• _Exercise prompt_: Repeat the lines of the data that follow, please, starting at the first and stopping after the one with "that created it.".

● ● ● ●

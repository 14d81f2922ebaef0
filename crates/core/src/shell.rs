//! The interaction layer: stages uploaded bytes on disk, runs the pipeline
//! against them and turns every failure into a displayable message.
//!
//! A staged file lives exactly as long as the request that created it.
//! [`StagedDocument`] removes its file when dropped, so cleanup also happens
//! on early returns, panics and cancelled futures.

use crate::models::PipelineOptions;
use crate::openai::{Credential, OpenAiClient};
use crate::pipeline::RagPipeline;
use crate::traits::{ChatModel, Embeddings};
use crate::RagError;
use std::fs::{self, OpenOptions};
use std::io::Write;
use std::path::{Path, PathBuf};
use tracing::{debug, info, warn};
use uuid::Uuid;

pub const STAGED_FILE_PREFIX: &str = "temp_uploaded";

/// Handle to one uploaded PDF on disk.
#[derive(Debug)]
pub struct StagedDocument {
    path: PathBuf,
    removed: bool,
}

impl StagedDocument {
    pub fn path(&self) -> &Path {
        &self.path
    }

    /// Deletes the file now and reports a failure instead of only logging it.
    pub fn remove(mut self) -> Result<(), RagError> {
        self.removed = true;
        remove_if_present(&self.path)
    }
}

impl Drop for StagedDocument {
    fn drop(&mut self) {
        if self.removed {
            return;
        }
        if let Err(error) = remove_if_present(&self.path) {
            warn!(path = %self.path.display(), %error, "failed to remove staged pdf");
        }
    }
}

fn remove_if_present(path: &Path) -> Result<(), RagError> {
    match fs::remove_file(path) {
        Ok(()) => {
            debug!(path = %path.display(), "staged pdf removed");
            Ok(())
        }
        Err(error) if error.kind() == std::io::ErrorKind::NotFound => Ok(()),
        Err(error) => Err(RagError::Io(error)),
    }
}

pub fn render_error(error: &RagError) -> String {
    format!("An error occurred: {error}")
}

pub struct InteractionShell<E, C>
where
    E: Embeddings,
    C: ChatModel,
{
    staging_dir: PathBuf,
    embedder: E,
    chat: C,
    options: PipelineOptions,
}

impl InteractionShell<OpenAiClient, OpenAiClient> {
    /// `credential` is whatever the caller obtained: typed by the user or
    /// read through [`Credential::from_env`].
    pub fn openai(
        staging_dir: impl Into<PathBuf>,
        credential: Option<Credential>,
        options: PipelineOptions,
    ) -> Result<Self, RagError> {
        let client = OpenAiClient::new(credential, &options)?;
        Ok(Self::new(staging_dir, client.clone(), client, options))
    }
}

impl<E, C> InteractionShell<E, C>
where
    E: Embeddings + Clone + Send + Sync,
    C: ChatModel + Clone + Send + Sync,
{
    pub fn new(staging_dir: impl Into<PathBuf>, embedder: E, chat: C, options: PipelineOptions) -> Self {
        Self {
            staging_dir: staging_dir.into(),
            embedder,
            chat,
            options,
        }
    }

    pub fn staging_dir(&self) -> &Path {
        &self.staging_dir
    }

    /// Writes the uploaded bytes to a fresh, uniquely named file.
    pub fn submit_document(&self, bytes: &[u8]) -> Result<StagedDocument, RagError> {
        let path = self
            .staging_dir
            .join(format!("{STAGED_FILE_PREFIX}-{}.pdf", Uuid::new_v4()));

        let mut file = OpenOptions::new().write(true).create_new(true).open(&path)?;
        let document = StagedDocument {
            path,
            removed: false,
        };
        file.write_all(bytes)?;
        file.sync_all()?;

        debug!(path = %document.path.display(), bytes = bytes.len(), "pdf staged");
        Ok(document)
    }

    /// Answers one question about the staged document, or describes why it
    /// could not. The staged file is gone when this returns.
    pub async fn ask(&self, document: StagedDocument, question: &str) -> String {
        match self.try_ask(document, question).await {
            Ok(answer) => answer,
            Err(error) => {
                warn!(%error, retryable = error.is_retryable(), "question failed");
                render_error(&error)
            }
        }
    }

    pub async fn try_ask(&self, document: StagedDocument, question: &str) -> Result<String, RagError> {
        let outcome = match self.build_pipeline(&document).await {
            Ok(pipeline) => pipeline.query(question).await,
            Err(error) => Err(error),
        };
        let cleanup = document.remove();

        let answer = outcome?;
        cleanup?;
        Ok(answer)
    }

    /// Indexes the staged document and releases the file straight away, for
    /// callers that want to ask several questions about one upload.
    pub async fn open_session(&self, document: StagedDocument) -> Result<RagPipeline<E, C>, RagError> {
        let built = self.build_pipeline(&document).await;
        let cleanup = document.remove();

        let pipeline = built?;
        cleanup?;
        info!(chunks = pipeline.chunk_count(), "session ready");
        Ok(pipeline)
    }

    async fn build_pipeline(&self, document: &StagedDocument) -> Result<RagPipeline<E, C>, RagError> {
        RagPipeline::build(
            document.path(),
            self.embedder.clone(),
            self.chat.clone(),
            self.options.clone(),
        )
        .await
    }
}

● ● ● ●

• _Expected output_:
repository 14d81f2922ebaef0
filename crates/core/src/shell.rs
//! The interaction layer: stages uploaded bytes on disk, runs the pipeline
//! against them and turns every failure into a displayable message.
//!
//! A staged file lives exactly as long as the request that created it.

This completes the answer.